Isolation and characterization of a 58-kDa membrane- and microfilament-associated protein from ascites tumor cell microvilli

A 58-kDa protein is found in microvilli and in actin-containing transmembrane complexes of 13762 ascites tumor cells with immobile surface receptors; it is absent from sublines with mobile receptors. 58-kDa protein has been proposed to stabilize microvilli and restrict receptor mobility by stabilizing membrane-microfilament interactions. Antibodies against 58-kDa protein were blot-purified from antisera of rabbits injected with crude transmembrane complex and were used to monitor purification of the protein. 58-kDa protein was extracted from EDTA/EGTA-stripped microvillar microfilament cores with 1 M NaCl. A single depolymerization-polymerization cycle of the microfilaments, followed by solubilization of 58-kDa protein in 1 M NaCl and chromatography on hydroxyapatite-Sephadex G-150, purified the protein to greater than 95% homogeneity. The native molecular weight and frictional coefficient indicated a monomeric, asymmetric structure. 58-kDa protein bound F-actin in pelleting assays and inhibited polymerization of pyrenyl-actin. It also bound phosphatidylserine, phosphatidylinositol, and phosphatidylcholine vesicles in pelleting studies.
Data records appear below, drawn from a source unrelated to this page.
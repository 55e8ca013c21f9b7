//! Checks, gate and alert against a scripted warehouse

mod fixtures;

use pretty_assertions::assert_eq;
use shopqa_core::{IssueCode, Severity, Thresholds};
use shopqa_quality::{alert_on_issues, run_checks, write_quality_report, CollectingSink};
use shopqa_warehouse::{Connector, Dialect};

#[tokio::test]
async fn negative_amounts_raise_one_error() {
    let connector = fixtures::warehouse(
        fixtures::customers(1000, 1000),
        fixtures::orders(4000, 3, 0),
        fixtures::events(8000, 0, 900),
    );
    let mut session = connector.connect().await.unwrap();

    let result = run_checks(session.as_mut()).await.unwrap();
    let sink = CollectingSink::new();
    let issues = alert_on_issues(&result, &Thresholds::default(), &sink).await.unwrap();

    assert_eq!(issues.len(), 1);
    assert_eq!(issues[0].code, IssueCode::NegativeOrderAmounts);
    assert_eq!(issues[0].severity, Severity::Error);
    assert_eq!(issues[0].message, "Found 3 orders with negative amounts");
    assert_eq!(sink.deliveries().await.len(), 1);
}

#[tokio::test]
async fn every_breach_is_reported_in_check_order() {
    let connector = fixtures::warehouse(
        fixtures::customers(1000, 942),
        fixtures::orders(4000, 12, 40),
        fixtures::events(8000, 80, 900),
    );
    let mut session = connector.connect().await.unwrap();

    let result = run_checks(session.as_mut()).await.unwrap();
    let sink = CollectingSink::new();
    let issues = alert_on_issues(&result, &Thresholds::default(), &sink).await.unwrap();

    let codes: Vec<_> = issues.iter().map(|i| i.code).collect();
    assert_eq!(
        codes,
        vec![
            IssueCode::EmailCompletenessBelowThreshold,
            IssueCode::NegativeOrderAmounts,
            IssueCode::InvalidOrderStatus,
            IssueCode::InvalidEventType,
        ]
    );
    assert_eq!(issues[0].message, "Customer email completeness: 94.20%");
}

#[tokio::test]
async fn empty_staging_fails_completeness_only() {
    let connector = fixtures::warehouse(
        fixtures::customers(0, 0),
        fixtures::orders(0, 0, 0),
        fixtures::events(0, 0, 0),
    );
    let mut session = connector.connect().await.unwrap();

    let result = run_checks(session.as_mut()).await.unwrap();
    assert_eq!(result.customers_completeness.email_completeness, 0.0);

    let sink = CollectingSink::new();
    let issues = alert_on_issues(&result, &Thresholds::default(), &sink).await.unwrap();
    assert_eq!(issues.len(), 1);
    assert_eq!(issues[0].code, IssueCode::EmailCompletenessBelowThreshold);
}

#[tokio::test]
async fn relaxed_thresholds_pass() {
    let connector = fixtures::warehouse(
        fixtures::customers(100, 90),
        fixtures::orders(400, 2, 1),
        fixtures::events(800, 4, 90),
    );
    let mut session = connector.connect().await.unwrap();
    let result = run_checks(session.as_mut()).await.unwrap();

    let thresholds = Thresholds {
        min_email_completeness: 0.9,
        max_negative_amounts: 2,
        max_invalid_statuses: 1,
        max_invalid_event_types: 4,
    };
    let sink = CollectingSink::new();
    let issues = alert_on_issues(&result, &thresholds, &sink).await.unwrap();
    assert!(issues.is_empty());
}

#[tokio::test]
async fn report_row_uses_the_session_dialect_quoting() {
    let connector = shopqa_warehouse::MockConnector::builder()
        .with_dialect(Dialect::Postgres)
        .build();
    let mut session = connector.connect().await.unwrap();

    write_quality_report(session.as_mut(), connector.dialect(), "DAILY_PIPELINE")
        .await
        .unwrap();
    write_quality_report(session.as_mut(), connector.dialect(), "DAILY_PIPELINE")
        .await
        .unwrap();

    assert_eq!(connector.statements_matching("INSERT INTO mart.data_quality_report").await.len(), 2);
}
Immunoblot analyses of endogenously and exogenously proteolyzed microvilli and their membranes and microfilament cores showed specific membrane and microfilament binding fragments of 28-30 kDa. The microfilament- and phospholipid-binding properties of 58-kDa protein and the localization of its proteolysis products are consistent with its proposed role in stabilizing membrane-microfilament interactions in the ascites cell microvilli.